■ ENTRIES SUPPLIED:
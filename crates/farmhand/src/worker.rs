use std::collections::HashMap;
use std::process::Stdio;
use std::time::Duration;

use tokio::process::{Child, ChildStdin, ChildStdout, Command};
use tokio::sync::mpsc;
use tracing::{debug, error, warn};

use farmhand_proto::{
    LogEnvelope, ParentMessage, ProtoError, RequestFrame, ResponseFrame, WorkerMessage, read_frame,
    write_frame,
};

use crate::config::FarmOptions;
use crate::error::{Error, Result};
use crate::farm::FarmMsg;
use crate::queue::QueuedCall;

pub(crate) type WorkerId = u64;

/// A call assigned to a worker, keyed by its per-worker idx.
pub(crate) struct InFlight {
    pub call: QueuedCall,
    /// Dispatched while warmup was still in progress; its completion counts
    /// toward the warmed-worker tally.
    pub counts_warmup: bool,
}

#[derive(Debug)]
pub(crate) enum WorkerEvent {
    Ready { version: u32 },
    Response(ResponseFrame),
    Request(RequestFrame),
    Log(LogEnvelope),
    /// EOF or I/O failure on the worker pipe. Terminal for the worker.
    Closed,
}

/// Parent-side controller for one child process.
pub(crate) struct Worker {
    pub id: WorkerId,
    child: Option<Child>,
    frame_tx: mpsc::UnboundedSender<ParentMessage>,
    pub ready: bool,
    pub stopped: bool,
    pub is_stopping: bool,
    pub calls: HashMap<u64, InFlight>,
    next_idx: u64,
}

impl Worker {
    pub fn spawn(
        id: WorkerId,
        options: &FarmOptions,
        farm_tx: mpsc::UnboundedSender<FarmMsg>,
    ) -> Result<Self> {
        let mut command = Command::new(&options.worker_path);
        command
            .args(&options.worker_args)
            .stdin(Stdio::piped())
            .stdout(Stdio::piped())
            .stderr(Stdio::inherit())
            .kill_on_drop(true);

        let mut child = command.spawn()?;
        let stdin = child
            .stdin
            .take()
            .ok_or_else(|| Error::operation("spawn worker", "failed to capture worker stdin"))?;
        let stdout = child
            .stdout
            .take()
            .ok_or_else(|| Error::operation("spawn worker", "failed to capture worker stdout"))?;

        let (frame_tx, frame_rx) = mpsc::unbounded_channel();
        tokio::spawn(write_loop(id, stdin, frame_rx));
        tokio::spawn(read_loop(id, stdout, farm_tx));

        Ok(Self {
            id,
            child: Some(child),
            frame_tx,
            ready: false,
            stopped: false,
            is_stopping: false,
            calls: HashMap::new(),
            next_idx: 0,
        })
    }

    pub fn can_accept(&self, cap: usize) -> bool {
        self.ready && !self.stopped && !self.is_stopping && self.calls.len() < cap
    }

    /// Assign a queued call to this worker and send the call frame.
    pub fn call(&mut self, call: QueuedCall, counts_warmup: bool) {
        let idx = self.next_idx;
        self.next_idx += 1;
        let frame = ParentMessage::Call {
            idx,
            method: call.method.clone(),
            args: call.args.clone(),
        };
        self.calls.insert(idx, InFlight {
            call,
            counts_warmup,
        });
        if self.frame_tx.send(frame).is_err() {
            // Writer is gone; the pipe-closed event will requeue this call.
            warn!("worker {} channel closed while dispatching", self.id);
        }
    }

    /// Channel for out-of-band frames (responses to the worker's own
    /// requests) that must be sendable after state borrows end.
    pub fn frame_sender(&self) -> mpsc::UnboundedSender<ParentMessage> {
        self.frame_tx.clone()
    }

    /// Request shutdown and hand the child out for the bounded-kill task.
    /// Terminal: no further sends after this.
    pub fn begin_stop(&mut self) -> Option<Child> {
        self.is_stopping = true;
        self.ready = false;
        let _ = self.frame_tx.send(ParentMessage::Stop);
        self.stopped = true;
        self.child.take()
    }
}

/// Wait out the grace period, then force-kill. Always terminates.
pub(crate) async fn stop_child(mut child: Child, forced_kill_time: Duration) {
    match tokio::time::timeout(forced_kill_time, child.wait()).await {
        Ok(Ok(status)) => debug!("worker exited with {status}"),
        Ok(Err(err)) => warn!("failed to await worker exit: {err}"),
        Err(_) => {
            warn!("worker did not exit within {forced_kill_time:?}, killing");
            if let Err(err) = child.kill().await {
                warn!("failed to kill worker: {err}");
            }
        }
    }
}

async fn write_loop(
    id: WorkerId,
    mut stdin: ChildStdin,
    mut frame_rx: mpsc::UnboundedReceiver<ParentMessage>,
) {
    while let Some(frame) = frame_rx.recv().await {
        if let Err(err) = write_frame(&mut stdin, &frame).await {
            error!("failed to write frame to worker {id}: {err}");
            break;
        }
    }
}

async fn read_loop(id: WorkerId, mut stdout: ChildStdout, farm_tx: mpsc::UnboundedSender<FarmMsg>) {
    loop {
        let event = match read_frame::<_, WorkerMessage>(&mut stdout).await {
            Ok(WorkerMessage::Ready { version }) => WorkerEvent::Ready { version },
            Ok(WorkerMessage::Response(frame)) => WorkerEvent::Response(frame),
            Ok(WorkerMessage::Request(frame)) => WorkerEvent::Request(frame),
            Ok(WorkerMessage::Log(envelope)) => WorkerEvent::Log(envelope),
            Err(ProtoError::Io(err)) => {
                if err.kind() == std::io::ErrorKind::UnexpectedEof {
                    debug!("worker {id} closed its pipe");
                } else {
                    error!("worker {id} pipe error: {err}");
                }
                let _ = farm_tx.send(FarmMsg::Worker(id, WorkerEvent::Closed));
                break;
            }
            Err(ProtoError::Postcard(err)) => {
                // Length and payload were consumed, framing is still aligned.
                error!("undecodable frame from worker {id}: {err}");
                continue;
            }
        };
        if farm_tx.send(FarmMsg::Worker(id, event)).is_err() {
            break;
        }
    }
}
* * *
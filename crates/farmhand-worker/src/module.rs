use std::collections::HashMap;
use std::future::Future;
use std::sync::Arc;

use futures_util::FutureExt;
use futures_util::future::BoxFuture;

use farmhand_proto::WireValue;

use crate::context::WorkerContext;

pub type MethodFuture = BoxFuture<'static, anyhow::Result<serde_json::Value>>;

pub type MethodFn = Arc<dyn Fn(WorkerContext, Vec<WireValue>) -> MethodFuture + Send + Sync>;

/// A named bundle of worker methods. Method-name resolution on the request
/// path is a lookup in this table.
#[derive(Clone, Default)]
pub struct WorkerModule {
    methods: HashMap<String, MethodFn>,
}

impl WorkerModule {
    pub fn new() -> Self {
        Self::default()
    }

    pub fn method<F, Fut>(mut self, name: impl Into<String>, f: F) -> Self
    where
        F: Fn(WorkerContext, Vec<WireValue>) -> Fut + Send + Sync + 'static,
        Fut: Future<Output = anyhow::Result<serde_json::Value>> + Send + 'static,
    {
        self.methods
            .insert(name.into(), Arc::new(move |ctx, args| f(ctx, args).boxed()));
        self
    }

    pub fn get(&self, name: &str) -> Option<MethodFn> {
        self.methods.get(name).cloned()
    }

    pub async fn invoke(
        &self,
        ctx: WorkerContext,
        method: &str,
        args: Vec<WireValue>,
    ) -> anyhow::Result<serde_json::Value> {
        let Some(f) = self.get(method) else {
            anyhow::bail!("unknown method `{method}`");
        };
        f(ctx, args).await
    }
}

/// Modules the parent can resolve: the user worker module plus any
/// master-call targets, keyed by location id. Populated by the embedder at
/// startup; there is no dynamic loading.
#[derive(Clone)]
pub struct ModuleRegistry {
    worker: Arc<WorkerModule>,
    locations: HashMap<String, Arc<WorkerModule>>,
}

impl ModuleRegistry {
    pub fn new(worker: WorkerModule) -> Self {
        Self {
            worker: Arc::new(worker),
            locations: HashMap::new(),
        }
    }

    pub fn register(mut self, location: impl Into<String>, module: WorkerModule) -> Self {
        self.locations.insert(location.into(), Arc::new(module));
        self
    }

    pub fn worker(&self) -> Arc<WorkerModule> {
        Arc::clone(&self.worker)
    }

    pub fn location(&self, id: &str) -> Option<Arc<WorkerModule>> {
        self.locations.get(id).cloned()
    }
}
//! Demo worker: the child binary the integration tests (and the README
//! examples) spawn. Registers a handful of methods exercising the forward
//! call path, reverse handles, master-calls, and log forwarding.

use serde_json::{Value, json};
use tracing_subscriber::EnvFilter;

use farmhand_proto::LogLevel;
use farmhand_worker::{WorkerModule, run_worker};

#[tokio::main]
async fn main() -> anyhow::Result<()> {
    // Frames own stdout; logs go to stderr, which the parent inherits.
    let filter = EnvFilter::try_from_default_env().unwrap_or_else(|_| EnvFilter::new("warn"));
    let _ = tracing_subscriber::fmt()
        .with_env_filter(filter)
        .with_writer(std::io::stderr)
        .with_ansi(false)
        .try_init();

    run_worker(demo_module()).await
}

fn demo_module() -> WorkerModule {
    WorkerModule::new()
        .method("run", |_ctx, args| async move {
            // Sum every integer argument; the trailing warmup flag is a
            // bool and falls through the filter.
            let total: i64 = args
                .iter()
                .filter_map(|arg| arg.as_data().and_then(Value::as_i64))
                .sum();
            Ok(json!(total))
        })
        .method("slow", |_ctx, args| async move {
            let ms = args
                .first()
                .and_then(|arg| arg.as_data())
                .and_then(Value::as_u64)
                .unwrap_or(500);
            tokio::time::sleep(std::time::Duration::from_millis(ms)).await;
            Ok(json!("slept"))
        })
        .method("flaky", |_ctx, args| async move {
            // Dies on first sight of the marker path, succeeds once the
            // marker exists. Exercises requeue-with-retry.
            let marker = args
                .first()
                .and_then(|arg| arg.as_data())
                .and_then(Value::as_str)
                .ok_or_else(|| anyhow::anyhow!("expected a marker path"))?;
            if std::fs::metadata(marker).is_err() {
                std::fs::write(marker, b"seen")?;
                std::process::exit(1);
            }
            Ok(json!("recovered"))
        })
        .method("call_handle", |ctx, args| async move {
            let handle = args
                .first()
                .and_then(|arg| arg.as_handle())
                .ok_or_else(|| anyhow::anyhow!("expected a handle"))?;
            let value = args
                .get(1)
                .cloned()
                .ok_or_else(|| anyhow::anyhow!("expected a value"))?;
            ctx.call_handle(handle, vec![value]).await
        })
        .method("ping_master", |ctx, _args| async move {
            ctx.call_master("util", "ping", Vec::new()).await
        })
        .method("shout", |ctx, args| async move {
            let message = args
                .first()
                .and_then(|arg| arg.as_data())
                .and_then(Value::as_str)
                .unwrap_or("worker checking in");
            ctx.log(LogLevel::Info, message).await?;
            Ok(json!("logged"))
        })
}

■ PROMPT: Return only the lines between the one holding "pub fn method<F, Fut>(mut" and the one holding "async fn main()", inclusive, exactly as they appear above.

■ WRITTEN REPLY:
    pub fn method<F, Fut>(mut self, name: impl Into<String>, f: F) -> Self
    where
        F: Fn(WorkerContext, Vec<WireValue>) -> Fut + Send + Sync + 'static,
        Fut: Future<Output = anyhow::Result<serde_json::Value>> + Send + 'static,
    {
        self.methods
            .insert(name.into(), Arc::new(move |ctx, args| f(ctx, args).boxed()));
        self
    }

    pub fn get(&self, name: &str) -> Option<MethodFn> {
        self.methods.get(name).cloned()
    }

    pub async fn invoke(
        &self,
        ctx: WorkerContext,
        method: &str,
        args: Vec<WireValue>,
    ) -> anyhow::Result<serde_json::Value> {
        let Some(f) = self.get(method) else {
            anyhow::bail!("unknown method `{method}`");
        };
        f(ctx, args).await
    }
}

/// Modules the parent can resolve: the user worker module plus any
/// master-call targets, keyed by location id. Populated by the embedder at
/// startup; there is no dynamic loading.
#[derive(Clone)]
pub struct ModuleRegistry {
    worker: Arc<WorkerModule>,
    locations: HashMap<String, Arc<WorkerModule>>,
}

impl ModuleRegistry {
    pub fn new(worker: WorkerModule) -> Self {
        Self {
            worker: Arc::new(worker),
            locations: HashMap::new(),
        }
    }

    pub fn register(mut self, location: impl Into<String>, module: WorkerModule) -> Self {
        self.locations.insert(location.into(), Arc::new(module));
        self
    }

    pub fn worker(&self) -> Arc<WorkerModule> {
        Arc::clone(&self.worker)
    }

    pub fn location(&self, id: &str) -> Option<Arc<WorkerModule>> {
        self.locations.get(id).cloned()
    }
}
//! Demo worker: the child binary the integration tests (and the README
//! examples) spawn. Registers a handful of methods exercising the forward
//! call path, reverse handles, master-calls, and log forwarding.

use serde_json::{Value, json};
use tracing_subscriber::EnvFilter;

use farmhand_proto::LogLevel;
use farmhand_worker::{WorkerModule, run_worker};

#[tokio::main]
async fn main() -> anyhow::Result<()> {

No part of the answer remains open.